Your objective ▸ Check the listing that follows and work out how many lines include "HashMap". The reply is that number alone.

Source data ▸
"""
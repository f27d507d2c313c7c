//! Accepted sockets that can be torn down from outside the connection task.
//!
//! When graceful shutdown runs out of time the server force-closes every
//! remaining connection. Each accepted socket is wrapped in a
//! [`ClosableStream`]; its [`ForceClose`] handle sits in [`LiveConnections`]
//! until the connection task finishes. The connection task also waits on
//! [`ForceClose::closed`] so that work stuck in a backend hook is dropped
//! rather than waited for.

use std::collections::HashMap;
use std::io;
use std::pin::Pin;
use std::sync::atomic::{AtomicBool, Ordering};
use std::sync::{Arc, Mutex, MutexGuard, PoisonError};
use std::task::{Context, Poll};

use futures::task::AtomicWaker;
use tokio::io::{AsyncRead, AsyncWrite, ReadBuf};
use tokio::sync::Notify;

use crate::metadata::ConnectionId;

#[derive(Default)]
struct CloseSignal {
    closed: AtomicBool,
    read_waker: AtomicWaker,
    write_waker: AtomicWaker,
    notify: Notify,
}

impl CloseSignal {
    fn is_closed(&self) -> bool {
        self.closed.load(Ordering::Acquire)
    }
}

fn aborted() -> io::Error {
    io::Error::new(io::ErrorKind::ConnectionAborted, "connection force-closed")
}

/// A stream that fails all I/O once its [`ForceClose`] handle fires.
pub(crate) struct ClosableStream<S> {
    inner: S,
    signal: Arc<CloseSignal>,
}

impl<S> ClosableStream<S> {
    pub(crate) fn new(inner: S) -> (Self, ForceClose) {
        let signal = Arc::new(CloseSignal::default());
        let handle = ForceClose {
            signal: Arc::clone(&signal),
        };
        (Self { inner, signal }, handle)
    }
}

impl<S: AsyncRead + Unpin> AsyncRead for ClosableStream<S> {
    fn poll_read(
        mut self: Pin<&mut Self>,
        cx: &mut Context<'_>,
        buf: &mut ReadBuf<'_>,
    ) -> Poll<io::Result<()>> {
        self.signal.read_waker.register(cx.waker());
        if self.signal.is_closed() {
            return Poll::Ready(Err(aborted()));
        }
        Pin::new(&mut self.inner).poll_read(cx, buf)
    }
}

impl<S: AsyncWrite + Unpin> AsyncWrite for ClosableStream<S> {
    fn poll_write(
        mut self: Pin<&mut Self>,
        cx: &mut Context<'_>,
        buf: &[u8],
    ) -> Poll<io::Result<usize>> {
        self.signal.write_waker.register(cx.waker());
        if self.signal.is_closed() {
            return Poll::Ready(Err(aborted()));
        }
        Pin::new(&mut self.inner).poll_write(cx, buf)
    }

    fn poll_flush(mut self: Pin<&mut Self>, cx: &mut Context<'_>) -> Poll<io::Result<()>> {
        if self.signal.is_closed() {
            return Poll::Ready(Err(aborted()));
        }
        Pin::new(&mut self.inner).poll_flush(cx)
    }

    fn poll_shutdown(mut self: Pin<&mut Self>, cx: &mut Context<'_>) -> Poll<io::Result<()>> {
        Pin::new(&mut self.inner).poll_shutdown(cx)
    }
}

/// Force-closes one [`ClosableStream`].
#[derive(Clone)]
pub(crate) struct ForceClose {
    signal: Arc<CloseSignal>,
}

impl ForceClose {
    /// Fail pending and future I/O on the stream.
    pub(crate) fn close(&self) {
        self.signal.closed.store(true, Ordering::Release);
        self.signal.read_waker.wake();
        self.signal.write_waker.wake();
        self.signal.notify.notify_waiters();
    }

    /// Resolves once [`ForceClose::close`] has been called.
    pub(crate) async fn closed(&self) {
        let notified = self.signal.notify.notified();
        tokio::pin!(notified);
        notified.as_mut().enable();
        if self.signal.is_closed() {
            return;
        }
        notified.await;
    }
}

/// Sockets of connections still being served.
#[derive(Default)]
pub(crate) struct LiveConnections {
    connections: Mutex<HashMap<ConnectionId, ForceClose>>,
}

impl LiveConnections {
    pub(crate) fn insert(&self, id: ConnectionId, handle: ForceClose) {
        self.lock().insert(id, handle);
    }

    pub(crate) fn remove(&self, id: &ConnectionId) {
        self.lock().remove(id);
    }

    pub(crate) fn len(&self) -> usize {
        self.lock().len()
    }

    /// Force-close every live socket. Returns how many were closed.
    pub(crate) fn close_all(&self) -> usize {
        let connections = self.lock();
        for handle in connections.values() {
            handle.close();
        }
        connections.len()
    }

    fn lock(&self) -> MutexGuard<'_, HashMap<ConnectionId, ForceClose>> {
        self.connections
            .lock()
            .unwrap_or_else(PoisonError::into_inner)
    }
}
"""
Your response ▸ 3